Customizing the Report Execution |
To bring up this dialog, click the Advanced button in Step 2 of the Quick Report or Label Wizards or Step 3 of the Cross-Tabulation or Chart Wizards. Some of the steps in this wizard have a text box where you can enter the desired code, a Test Syntax button you can click to test whether the code is correct, and an Expression button that displays the Expression Builder to help enter field names or other expressions. In addition, you can right-click the text box and choose Zoom from the shortcut menu to display a larger editing window with complete syntax coloring and IntelliSense on Stonefield Query commands and functions.
Note that the first step is the only one available unless you are defined as an "advanced" user in the Maintain Users and Groups dialog.
Step 1 allows you to specify some advanced settings for this report. The options available in this step are:
The DISTINCT clause in a SQL statement tells the database to only find records that have distinct values, so adding that clause to the SQL statement means that Sam's Grocery will only show up once. The Add DISTINCT to SQL statement option allows you to control whether the DISTINCT clause is used or not. No means don't add a DISTINCT clause to the SQL statement for this report and Yes means do add it. When filtering on a table not included in the fields list means only add the DISTINCT clause if you filter on a field from a table that isn't involved in the report.

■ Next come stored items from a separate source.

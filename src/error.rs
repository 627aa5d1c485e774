//! Error types for the voc-eval library.

use thiserror::Error;

/// Result type for voc-eval operations.
pub type Result<T> = std::result::Result<T, VocEvalError>;

/// Error types that can occur while decoding, filtering or evaluating detections.
#[derive(Error, Debug)]
pub enum VocEvalError {
    /// Error during JSON parsing or serialization.
    #[error("JSON error: {0}")]
    JsonError(#[from] serde_json::Error),

    /// Error during I/O operations.
    #[error("IO error: {0}")]
    IoError(#[from] std::io::Error),

    /// Negative or inverted box coordinates.
    #[error("Invalid geometry: {0}")]
    InvalidGeometry(String),

    /// A score vector or a parallel collection has the wrong length.
    #[error("Mismatched size: {0}")]
    MismatchedSize(String),

    /// Shape encoding was requested but no shape descriptor calculator was supplied.
    #[error("Missing collaborator: {0}")]
    MissingCollaborator(String),

    /// Lookup of a category id or name that is not in the catalog.
    #[error("Unknown category: {0}")]
    UnknownCategory(String),

    /// A detection refers to an image that has no ground truth entry.
    #[error("Unknown image: {0}")]
    UnknownImage(String),

    /// Invalid score or overlap threshold.
    #[error("Invalid threshold: {0}")]
    InvalidThreshold(String),

    /// Detection settings that cannot describe a grid layout.
    #[error("Invalid settings: {0}")]
    InvalidSettings(String),

    /// Failure while resizing a shape mask.
    #[error("Mask resize failed: {0}")]
    MaskResize(String),
}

You might think that When filtering on a table not included in the fields list should always be used. However, there may be times when this isn't the correct behavior. For example, if you want to show fields from the Orders table (Order Date, Product Name, and Quantity Ordered) but filter on Company Name is "Sam's Grocery," Stonefield Query eliminates what it thinks are duplicate records, such as two orders for the same product and same quantity on the same day. Clearly, this isn't right—you'd end up with some missing data. In that case, set this option to No.
Use Step 2 to customize the SQL statement for the report. This step shows the SQL statement Stonefield Query sends to the database engine. You can add additional fields to the SQL statement (although they won't appear in the report unless you add them yourself in the Advanced Report Designer because they aren't automatically added to the report layout), change join clauses, or add WHERE or HAVING clauses (note that Stonefield Query automatically adds the filter specified for the report to the SELECT statement). However, don't remove any fields or change field names or you will get an error message when Stonefield Query tries to output the fields it expects to find in the data set to the report layout.

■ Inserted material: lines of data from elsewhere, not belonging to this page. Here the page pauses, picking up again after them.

//! Fixed-capacity single-producer/single-consumer queue between pipeline stages.
//!
//! The ring keeps one slot free so the writer never catches up with the reader: a
//! queue created with capacity `n > 1` holds at most `n - 1` items. A queue of
//! capacity one holds a single item. Neither side blocks; a rejected `push` hands the
//! item back and an empty `pop` is the caller's cue to retry.

use std::sync::{Mutex, MutexGuard, PoisonError};

use tracing::trace;

use crate::error::{Result, VocEvalError};

struct Ring<T> {
    slots: Vec<Option<T>>,
    read: usize,
    len: usize,
}

impl<T> Ring<T> {
    fn limit(&self) -> usize {
        self.slots.len().saturating_sub(1).max(1)
    }
}

/// Bounded FIFO queue with mutex-protected index bookkeeping.
///
/// # Example
///
/// ```
/// use voc_eval::queue::BoundedQueue;
///
/// let queue = BoundedQueue::new(3).unwrap();
/// assert!(queue.push("a").is_ok());
/// assert!(queue.push("b").is_ok());
/// assert_eq!(queue.push("c"), Err("c"));
/// assert_eq!(queue.pop(), Some("a"));
/// assert_eq!(queue.pop(), Some("b"));
/// assert_eq!(queue.pop(), None);
/// ```
pub struct BoundedQueue<T> {
    ring: Mutex<Ring<T>>,
}

impl<T> BoundedQueue<T> {
    /// Create a queue with `capacity` ring slots.
    ///
    /// # Errors
    ///
    /// Returns [`VocEvalError::InvalidSettings`] for a capacity of zero.
    pub fn new(capacity: usize) -> Result<Self> {
        if capacity == 0 {
            return Err(VocEvalError::InvalidSettings(
                "queue capacity must be at least 1".to_string(),
            ));
        }

        Ok(Self {
            ring: Mutex::new(Ring {
                slots: (0..capacity).map(|_| None).collect(),
                read: 0,
                len: 0,
            }),
        })
    }

    // Indices are only written under the lock, so a poisoned ring is still consistent.
    fn lock(&self) -> MutexGuard<'_, Ring<T>> {
        self.ring.lock().unwrap_or_else(PoisonError::into_inner)
    }

    /// Number of ring slots, including the one kept free.
    pub fn capacity(&self) -> usize {
        self.lock().slots.len()
    }

    pub fn len(&self) -> usize {
        self.lock().len
    }

    pub fn is_empty(&self) -> bool {
        self.lock().len == 0
    }

    pub fn is_full(&self) -> bool {
        let ring = self.lock();
        ring.len >= ring.limit()
    }

    /// Append `item`, or give it back when the queue is full.
    pub fn push(&self, item: T) -> std::result::Result<(), T> {
        let mut ring = self.lock();
        if ring.len >= ring.limit() {
            trace!(len = ring.len, "queue full");
            return Err(item);
        }

        let write = (ring.read + ring.len) % ring.slots.len();
        ring.slots[write] = Some(item);
        ring.len += 1;
        trace!(slot = write, len = ring.len, "queue push");
        Ok(())
    }

    /// Take the oldest item, or `None` when the queue is empty.
    pub fn pop(&self) -> Option<T> {
        let mut ring = self.lock();
        if ring.len == 0 {
            return None;
        }

        let read = ring.read;
        let item = ring.slots[read].take();
        ring.read = (read + 1) % ring.slots.len();
        ring.len -= 1;
        trace!(slot = read, len = ring.len, "queue pop");
        item
    }
}

impl<T> std::fmt::Debug for BoundedQueue<T> {
    fn fmt(&self, f: &mut std::fmt::Formatter<'_>) -> std::fmt::Result {
        let ring = self.lock();
        f.debug_struct("BoundedQueue")
            .field("capacity", &ring.slots.len())
            .field("len", &ring.len)
            .finish()
    }
}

If you want to reset the SQL statement back to its default after you've changed it, click the Reset button.
Any code you enter in the Specify OnSelect Code step is executed when the report is selected in the Reports Explorer. An example is setting the default output of a report to a certain file. Say you want a particular report sent to an Excel file called SALES.XLS by default. The following code accomplishes that:
loReport.SetOutputToFile('SALES.XLS')Note: The code in this and the remainder of the steps must be written in Visual FoxPro syntax.
The variable loReport contains a reference to the selected report object so your code can access properties and methods of this object as necessary. See the Report Objects topic for details on this object.
If you want code executed after a report has been run, such as to notify another application or to log the report run to a file, enter the desired code in the Specify AfterRun Code step. Here's an example that adds a new entry to the end of a text file, indicating when a report was run and who ran it.
lcText = 'Report ' + loReport.cReportName + ; ' was run on ' + ttoc(datetime()) + ' by ' + loReport.cUserName + ; chr(13) + chr(10) strtofile(lcText, 'C:\REPORTLOG.TXT', .T.)
Here's an example that changes the delimiter for CSV files from a comma to a pipe character (|) and recreates the output file:
loReport.oOutput.cDelimiter = '|' loReport.oOutput.CreateFile()
In the Specify BeforeData Code step, you can enter code you want executed before data is retrieved from the database engine. You can use this code to pre-create some data or open a different set of tables as necessary.
Sometimes, a report needs a result set that's more complex than the one created by the SQL statement generated by Stonefield Query. For example, perhaps the report needs certain sums or averages calculated. Use the Specify AfterData Code step of the Customize Report Wizard to specify code you want executed after the data has been retrieved from the database engine but before it's output to the report layout.
A variable called ResultSet contains the name of the result set retrieved for the report. You can use this to further manipulate the result set. For example, suppose you have a summary report showing customer name (which is grouped) and sales (which is summed). Because it's a summary report, it just shows the total sales for each customer, sorted by customer name. However, you'd like it sorted in descending order by total sales so the biggest sales appear first. The following code will do that (assuming the name of the field containing the sales amounts is SALES):
select * from (ResultSet) order by Sales descending into cursor NewResults
The parentheses around ResultSet are required since the name of the result set is stored in the variable called ResultSet.
Note that the result set you create must have the exact same field names the original result set had (it can contain more fields if desired) because that's the structure the rest of the reporting process expects to work with.